===== AVAILABLE RECORDS

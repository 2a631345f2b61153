//! 测试环境：启动与关闭进程内服务

use std::net::SocketAddr;

use anyhow::{Context, Result};
use mandi_api::{AppState, build_router};
use mandi_shared::config::CorsConfig;
use tokio::net::TcpListener;
use tokio::sync::oneshot;
use tokio::task::JoinHandle;

/// 运行中的服务实例
pub struct TestEnvironment {
    pub addr: SocketAddr,
    pub http: reqwest::Client,
    shutdown: Option<oneshot::Sender<()>>,
    server: Option<JoinHandle<()>>,
}

impl TestEnvironment {
    /// 绑定随机端口并启动服务
    pub async fn setup() -> Result<Self> {
        let listener = TcpListener::bind("127.0.0.1:0")
            .await
            .context("绑定端口失败")?;
        let addr = listener.local_addr()?;

        let app = build_router(AppState::demo("mandi-api"), &CorsConfig::default());
        let (tx, rx) = oneshot::channel::<()>();

        let server = tokio::spawn(async move {
            let _ = axum::serve(listener, app)
                .with_graceful_shutdown(async {
                    let _ = rx.await;
                })
                .await;
        });

        Ok(Self {
            addr,
            http: reqwest::Client::new(),
            shutdown: Some(tx),
            server: Some(server),
        })
    }

    pub fn base_url(&self) -> String {
        format!("http://{}", self.addr)
    }

    pub fn url(&self, path: &str) -> String {
        format!("{}{}", self.base_url(), path)
    }

    /// 关闭服务并等待监听端口释放
    pub async fn shutdown(&mut self) -> Result<()> {
        if let Some(tx) = self.shutdown.take() {
            let _ = tx.send(());
        }
        if let Some(server) = self.server.take() {
            server.await.context("服务任务异常退出")?;
        }
        Ok(())
    }
}
//! 演示数据目录
//!
//! 服务端返回的固定价格列表、支持语言列表以及演示商户资料。
//! 数据在启动时构建一次，之后只读。

use chrono::{DateTime, TimeZone, Utc};
use serde::{Deserialize, Serialize};
use sqlx::types::Json;

use crate::models::{BusinessType, TrendDirection, VerificationStatus, Vendor, VendorLocation};

/// 商品价格记录
#[derive(Debug, Clone, PartialEq, Serialize, Deserialize)]
#[serde(rename_all = "camelCase")]
pub struct PriceRecord {
    pub id: String,
    pub commodity: String,
    pub variety: String,
    pub market: String,
    pub state: String,
    /// 单位价格（卢比）
    pub price: f64,
    pub unit: String,
    pub last_updated: DateTime<Utc>,
    pub trend: TrendDirection,
    /// 相对上一交易日的涨跌幅（百分比）
    pub change: f64,
}

/// 支持的语言
#[derive(Debug, Clone, PartialEq, Eq, Serialize, Deserialize)]
#[serde(rename_all = "camelCase")]
pub struct Language {
    pub code: String,
    pub name: String,
    pub native_name: String,
}

/// 演示目录：价格与语言
#[derive(Debug, Clone)]
pub struct MockCatalog {
    prices: Vec<PriceRecord>,
    languages: Vec<Language>,
}

impl MockCatalog {
    /// 使用自定义数据构建目录
    pub fn new(prices: Vec<PriceRecord>, languages: Vec<Language>) -> Self {
        Self { prices, languages }
    }

    /// 内置演示数据
    pub fn demo() -> Self {
        Self::new(demo_prices(), demo_languages())
    }

    /// 按商品名称搜索
    ///
    /// 查询去除首尾空白后做大小写不敏感的子串匹配；空查询返回全部记录
    pub fn search(&self, query: &str) -> Vec<PriceRecord> {
        let needle = query.trim().to_lowercase();
        if needle.is_empty() {
            return self.prices.clone();
        }

        self.prices
            .iter()
            .filter(|record| record.commodity.to_lowercase().contains(&needle))
            .cloned()
            .collect()
    }

    pub fn prices(&self) -> &[PriceRecord] {
        &self.prices
    }

    pub fn languages(&self) -> &[Language] {
        &self.languages
    }

    /// 按语言代码查找
    pub fn language(&self, code: &str) -> Option<&Language> {
        self.languages.iter().find(|lang| lang.code == code)
    }
}

impl Default for MockCatalog {
    fn default() -> Self {
        Self::demo()
    }
}

/// 演示数据的统一更新时间
fn demo_timestamp() -> DateTime<Utc> {
    Utc.with_ymd_and_hms(2024, 1, 15, 10, 30, 0)
        .single()
        .unwrap_or_default()
}

#[allow(clippy::too_many_arguments)]
fn price(
    id: &str,
    commodity: &str,
    variety: &str,
    market: &str,
    state: &str,
    price: f64,
    trend: TrendDirection,
    change: f64,
) -> PriceRecord {
    PriceRecord {
        id: id.to_string(),
        commodity: commodity.to_string(),
        variety: variety.to_string(),
        market: market.to_string(),
        state: state.to_string(),
        price,
        unit: "quintal".to_string(),
        last_updated: demo_timestamp(),
        trend,
        change,
    }
}

fn demo_prices() -> Vec<PriceRecord> {
    use TrendDirection::{Falling, Rising, Stable};

    vec![
        price("1", "Rice", "Basmati", "Karnal", "Haryana", 4200.0, Rising, 2.5),
        price("2", "Wheat", "Sharbati", "Indore", "Madhya Pradesh", 2350.0, Stable, 0.0),
        price("3", "Onion", "Red", "Lasalgaon", "Maharashtra", 1800.0, Falling, -3.2),
        price("4", "Tomato", "Hybrid", "Kolar", "Karnataka", 1500.0, Rising, 5.1),
        price("5", "Potato", "Jyoti", "Agra", "Uttar Pradesh", 1200.0, Stable, 0.4),
        price("6", "Cotton", "Shankar-6", "Rajkot", "Gujarat", 6800.0, Falling, -1.8),
        price("7", "Soybean", "Yellow", "Latur", "Maharashtra", 4600.0, Rising, 1.2),
    ]
}

fn demo_languages() -> Vec<Language> {
    [
        ("en", "English", "English"),
        ("hi", "Hindi", "हिन्दी"),
        ("bn", "Bengali", "বাংলা"),
        ("te", "Telugu", "తెలుగు"),
        ("mr", "Marathi", "मराठी"),
        ("ta", "Tamil", "தமிழ்"),
        ("gu", "Gujarati", "ગુજરાતી"),
        ("kn", "Kannada", "ಕನ್ನಡ"),
        ("ml", "Malayalam", "മലയാളം"),
        ("pa", "Punjabi", "ਪੰਜਾਬੀ"),
        ("or", "Odia", "ଓଡ଼ିଆ"),
    ]
    .into_iter()
    .map(|(code, name, native_name)| Language {
        code: code.to_string(),
        name: name.to_string(),
        native_name: native_name.to_string(),
    })
    .collect()
}

/// 构建演示商户资料，`id` 取调用方传入的值
pub fn demo_vendor_profile(vendor_id: &str) -> Vendor {
    let joined = demo_timestamp();

    Vendor {
        id: vendor_id.to_string(),
        email: "demo.vendor@mandi.example".to_string(),
        phone_number: Some("+91-9876543210".to_string()),
        name: "Demo Vendor".to_string(),
        business_name: Some("Demo Agro Traders".to_string()),
        business_type: BusinessType::Farmer,
        location: Json(VendorLocation {
            state: "Maharashtra".to_string(),
            district: "Nashik".to_string(),
            market: Some("Lasalgaon".to_string()),
            pincode: Some("422306".to_string()),
            latitude: None,
            longitude: None,
        }),
        preferred_language: "hi".to_string(),
        secondary_languages: vec!["en".to_string(), "mr".to_string()],
        verification_status: VerificationStatus::Verified,
        trust_score: 4.5,
        total_trades: 42,
        is_active: true,
        last_active_at: Some(Utc::now()),
        created_at: joined,
        updated_at: joined,
    }
}
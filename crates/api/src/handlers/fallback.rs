//! 未匹配路由的兜底处理
//!
//! `/api` 下的未知路径返回 404；其他 GET 请求返回服务信息

use axum::{
    Json,
    extract::State,
    http::{Method, Uri},
    response::{IntoResponse, Response},
};

use crate::dto::ServerInfoResponse;
use crate::error::ApiError;
use crate::state::AppState;

/// 对外公布的端点列表
pub const ENDPOINTS: &[&str] = &[
    "GET /health",
    "GET /ready",
    "GET /api/v1/test",
    "GET /api/v1/price-discovery/search?q=",
    "GET /api/v1/translation/languages",
    "POST /api/v1/translation/translate",
    "POST /api/v1/auth/login",
    "POST /api/v1/auth/register",
    "POST /api/v1/auth/logout",
    "GET /api/v1/vendors/profile/{vendorId}",
];

/// 是否属于 API 命名空间
pub fn is_api_path(path: &str) -> bool {
    path == "/api" || path.starts_with("/api/")
}

/// 路由兜底
pub async fn handle_unmatched(State(state): State<AppState>, method: Method, uri: Uri) -> Response {
    if is_api_path(uri.path()) {
        tracing::debug!(method = %method, path = %uri.path(), "未知 API 端点");
        return ApiError::EndpointNotFound.into_response();
    }

    if method != Method::GET {
        return ApiError::NotFound(uri.path().to_string()).into_response();
    }

    Json(server_info(&state)).into_response()
}

fn server_info(state: &AppState) -> ServerInfoResponse {
    ServerInfoResponse {
        service: state.service.name.clone(),
        version: state.service.version.to_string(),
        status: "running".to_string(),
        endpoints: ENDPOINTS.iter().map(|e| e.to_string()).collect(),
    }
}

#[cfg(test)]
mod tests {
    use super::*;

    #[test]
    fn test_is_api_path() {
        assert!(is_api_path("/api"));
        assert!(is_api_path("/api/v1/unknown"));
        assert!(is_api_path("/api/"));
        assert!(!is_api_path("/apiary"));
        assert!(!is_api_path("/"));
        assert!(!is_api_path("/dashboard"));
    }
}
//! 翻译
//!
//! 演示版本不调用翻译引擎，只在原文前加上语言标记

use axum::{
    Json,
    extract::{State, rejection::JsonRejection},
};
use mandi_domain::Language;
use mandi_shared::observability::metrics;
use tracing::{debug, info};
use validator::Validate;

use crate::dto::{TranslateRequest, TranslationResponse};
use crate::error::Result;
use crate::state::AppState;

/// 演示翻译的固定置信度
pub const DEMO_CONFIDENCE: f64 = 0.95;

/// 支持的语言列表
pub async fn languages(State(state): State<AppState>) -> Json<Vec<Language>> {
    Json(state.catalog.languages().to_vec())
}

/// 翻译文本
///
/// POST /api/v1/translation/translate
pub async fn translate(
    State(state): State<AppState>,
    payload: std::result::Result<Json<TranslateRequest>, JsonRejection>,
) -> Result<Json<TranslationResponse>> {
    let Json(req) = payload?;
    req.validate()?;

    // 未知语言代码同样放行，仅记录
    for code in [&req.from_lang, &req.to_lang] {
        if state.catalog.language(code).is_none() {
            debug!(code = %code, "未收录的语言代码");
        }
    }

    info!(from = %req.from_lang, to = %req.to_lang, "翻译请求");
    metrics::record_translation(&req.from_lang, &req.to_lang);

    let translated_text = format!(
        "[Translated from {} to {}] {}",
        req.from_lang, req.to_lang, req.text
    );

    Ok(Json(TranslationResponse {
        original_text: req.text,
        translated_text,
        from_lang: req.from_lang,
        to_lang: req.to_lang,
        confidence: DEMO_CONFIDENCE,
    }))
}
//! CLI 模块
//!
//! - `serve` - 启动 HTTP 服务（默认子命令）
//! - `migrate` - 执行数据库迁移后退出
//!
//! # 使用示例
//!
//! ```bash
//! mandi-server serve --port 3001
//! MANDI_DATABASE__URL=postgres://localhost/mandi mandi-server migrate
//! ```

pub mod commands;
pub mod runner;

pub use commands::{Cli, Commands};
pub use runner::{CommandRunner, shutdown_signal};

==========

DESCRIPTION OF THE TASK: One number is all the reply should hold: how many lines in these records include the word "extract".

OUTPUT FOR THIS TASK: 2